The answer should contain each record below, repeated exactly.

────────────────

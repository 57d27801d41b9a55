//! HTTP response generator for `generateMessage`-style model endpoints.

use std::time::Duration;

use async_trait::async_trait;
use tracing::debug;

use crate::api::{GenerateMessageRequest, GenerateMessageResponse, MessagePrompt, PromptMessage};
use crate::core::config::SessionConfig;
use crate::core::errors::GenerationError;
use crate::core::message::{Turn, TurnRole, TurnStatus};
use crate::generator::ResponseGenerator;

pub const DEFAULT_REQUEST_TIMEOUT: Duration = Duration::from_secs(30);

pub struct HttpGenerator {
    client: reqwest::Client,
    timeout: Duration,
}

impl HttpGenerator {
    pub fn new(client: reqwest::Client) -> Self {
        Self::with_timeout(client, DEFAULT_REQUEST_TIMEOUT)
    }

    pub fn with_timeout(client: reqwest::Client, timeout: Duration) -> Self {
        Self { client, timeout }
    }
}

/// System turns become the prompt context; user and assistant turns become
/// the message list. Pending and error turns never reach the wire.
fn build_prompt(turns: &[Turn]) -> MessagePrompt {
    let mut context_parts: Vec<&str> = Vec::new();
    let mut messages = Vec::new();

    for turn in turns {
        if turn.status != TurnStatus::Normal {
            continue;
        }
        match turn.role {
            TurnRole::System => context_parts.push(turn.content.as_str()),
            TurnRole::User | TurnRole::Assistant => messages.push(PromptMessage {
                author: turn.role.as_str().to_string(),
                content: turn.content.clone(),
            }),
        }
    }

    MessagePrompt {
        context: if context_parts.is_empty() {
            None
        } else {
            Some(context_parts.join("\n\n"))
        },
        messages,
    }
}

fn request_url(config: &SessionConfig) -> String {
    format!(
        "{}:generateMessage?key={}",
        config.endpoint.trim_end_matches('/'),
        config.api_key
    )
}

/// Pull a short human-readable summary out of an error body. Falls back to
/// the trimmed body itself, truncated so a giant HTML page cannot flood the
/// error message.
fn summarize_error_body(body: &str) -> String {
    let trimmed = body.trim();
    if trimmed.is_empty() {
        return "<empty body>".to_string();
    }

    if let Ok(value) = serde_json::from_str::<serde_json::Value>(trimmed) {
        let summary = value
            .pointer("/error/message")
            .and_then(|v| v.as_str())
            .map(str::to_owned)
            .or_else(|| {
                value.get("error").and_then(|v| match v {
                    serde_json::Value::String(s) => Some(s.to_string()),
                    _ => None,
                })
            })
            .or_else(|| {
                value
                    .get("message")
                    .and_then(|v| v.as_str().map(str::to_owned))
            });
        if let Some(summary) = summary {
            let collapsed = summary.split_whitespace().collect::<Vec<_>>().join(" ");
            if !collapsed.is_empty() {
                return collapsed;
            }
        }
    }

    let collapsed = trimmed.split_whitespace().collect::<Vec<_>>().join(" ");
    if collapsed.chars().count() > 200 {
        let truncated: String = collapsed.chars().take(200).collect();
        format!("{truncated}…")
    } else {
        collapsed
    }
}

#[async_trait]
impl ResponseGenerator for HttpGenerator {
    async fn generate(
        &self,
        turns: &[Turn],
        config: &SessionConfig,
    ) -> Result<String, GenerationError> {
        let request = GenerateMessageRequest {
            prompt: build_prompt(turns),
            temperature: config.temperature,
            top_k: config.top_k,
            top_p: config.top_p,
            candidate_count: 1,
        };

        debug!(endpoint = %config.endpoint, "sending generate request");

        let response = tokio::time::timeout(
            self.timeout,
            self.client
                .post(request_url(config))
                .header("Content-Type", "application/json")
                .json(&request)
                .send(),
        )
        .await
        .map_err(|_| GenerationError::new("generate request timed out"))?
        .map_err(|e| GenerationError::with_source("generate request failed", e))?;

        if !response.status().is_success() {
            let status = response.status();
            let body = response
                .text()
                .await
                .unwrap_or_else(|_| "<no body>".to_string());
            return Err(GenerationError::new(format!(
                "model endpoint returned {status}: {}",
                summarize_error_body(&body)
            )));
        }

        let reply = response
            .json::<GenerateMessageResponse>()
            .await
            .map_err(|e| GenerationError::with_source("invalid generate response", e))?;

        reply
            .candidates
            .into_iter()
            .map(|candidate| candidate.content)
            .find(|content| !content.trim().is_empty())
            .ok_or_else(|| GenerationError::new("model returned no candidates"))
    }
}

────────────────

▶ _EXPECTED OUTPUT_:
repository 57d27801d41b9a55
//! HTTP response generator for `generateMessage`-style model endpoints.

use std::time::Duration;

use async_trait::async_trait;
use tracing::debug;

use crate::api::{GenerateMessageRequest, GenerateMessageResponse, MessagePrompt, PromptMessage};
use crate::core::config::SessionConfig;
use crate::core::errors::GenerationError;
use crate::core::message::{Turn, TurnRole, TurnStatus};
use crate::generator::ResponseGenerator;

pub const DEFAULT_REQUEST_TIMEOUT: Duration = Duration::from_secs(30);

pub struct HttpGenerator {
    client: reqwest::Client,
    timeout: Duration,
}

impl HttpGenerator {
    pub fn new(client: reqwest::Client) -> Self {
        Self::with_timeout(client, DEFAULT_REQUEST_TIMEOUT)
    }

    pub fn with_timeout(client: reqwest::Client, timeout: Duration) -> Self {
        Self { client, timeout }
    }
}

/// System turns become the prompt context; user and assistant turns become
/// the message list. Pending and error turns never reach the wire.
fn build_prompt(turns: &[Turn]) -> MessagePrompt {
    let mut context_parts: Vec<&str> = Vec::new();
    let mut messages = Vec::new();

    for turn in turns {
        if turn.status != TurnStatus::Normal {
            continue;
        }
        match turn.role {
            TurnRole::System => context_parts.push(turn.content.as_str()),
            TurnRole::User | TurnRole::Assistant => messages.push(PromptMessage {
                author: turn.role.as_str().to_string(),
                content: turn.content.clone(),
            }),
        }
    }

    MessagePrompt {
        context: if context_parts.is_empty() {
            None
        } else {
            Some(context_parts.join("\n\n"))
        },
        messages,
    }
}

fn request_url(config: &SessionConfig) -> String {
    format!(
        "{}:generateMessage?key={}",
        config.endpoint.trim_end_matches('/'),
        config.api_key
    )
}

/// Pull a short human-readable summary out of an error body. Falls back to
/// the trimmed body itself, truncated so a giant HTML page cannot flood the
/// error message.
fn summarize_error_body(body: &str) -> String {
    let trimmed = body.trim();
    if trimmed.is_empty() {
        return "<empty body>".to_string();
    }

    if let Ok(value) = serde_json::from_str::<serde_json::Value>(trimmed) {
        let summary = value
            .pointer("/error/message")
            .and_then(|v| v.as_str())
            .map(str::to_owned)
            .or_else(|| {
                value.get("error").and_then(|v| match v {
                    serde_json::Value::String(s) => Some(s.to_string()),
                    _ => None,
                })
            })
            .or_else(|| {
                value
                    .get("message")
                    .and_then(|v| v.as_str().map(str::to_owned))
            });
        if let Some(summary) = summary {
            let collapsed = summary.split_whitespace().collect::<Vec<_>>().join(" ");
            if !collapsed.is_empty() {
                return collapsed;
            }
        }
    }

    let collapsed = trimmed.split_whitespace().collect::<Vec<_>>().join(" ");
    if collapsed.chars().count() > 200 {
        let truncated: String = collapsed.chars().take(200).collect();
        format!("{truncated}…")
    } else {
        collapsed
    }
}

#[async_trait]
impl ResponseGenerator for HttpGenerator {
    async fn generate(
        &self,
        turns: &[Turn],
        config: &SessionConfig,
    ) -> Result<String, GenerationError> {
        let request = GenerateMessageRequest {
            prompt: build_prompt(turns),
            temperature: config.temperature,
            top_k: config.top_k,
            top_p: config.top_p,
            candidate_count: 1,
        };

        debug!(endpoint = %config.endpoint, "sending generate request");

        let response = tokio::time::timeout(
            self.timeout,
            self.client
                .post(request_url(config))
                .header("Content-Type", "application/json")
                .json(&request)
                .send(),
        )
        .await
        .map_err(|_| GenerationError::new("generate request timed out"))?
        .map_err(|e| GenerationError::with_source("generate request failed", e))?;

        if !response.status().is_success() {
            let status = response.status();
            let body = response
                .text()
                .await
                .unwrap_or_else(|_| "<no body>".to_string());
            return Err(GenerationError::new(format!(
                "model endpoint returned {status}: {}",
                summarize_error_body(&body)
            )));
        }

        let reply = response
            .json::<GenerateMessageResponse>()
            .await
            .map_err(|e| GenerationError::with_source("invalid generate response", e))?;

        reply
            .candidates
            .into_iter()
            .map(|candidate| candidate.content)
            .find(|content| !content.trim().is_empty())
            .ok_or_else(|| GenerationError::new("model returned no candidates"))
    }
}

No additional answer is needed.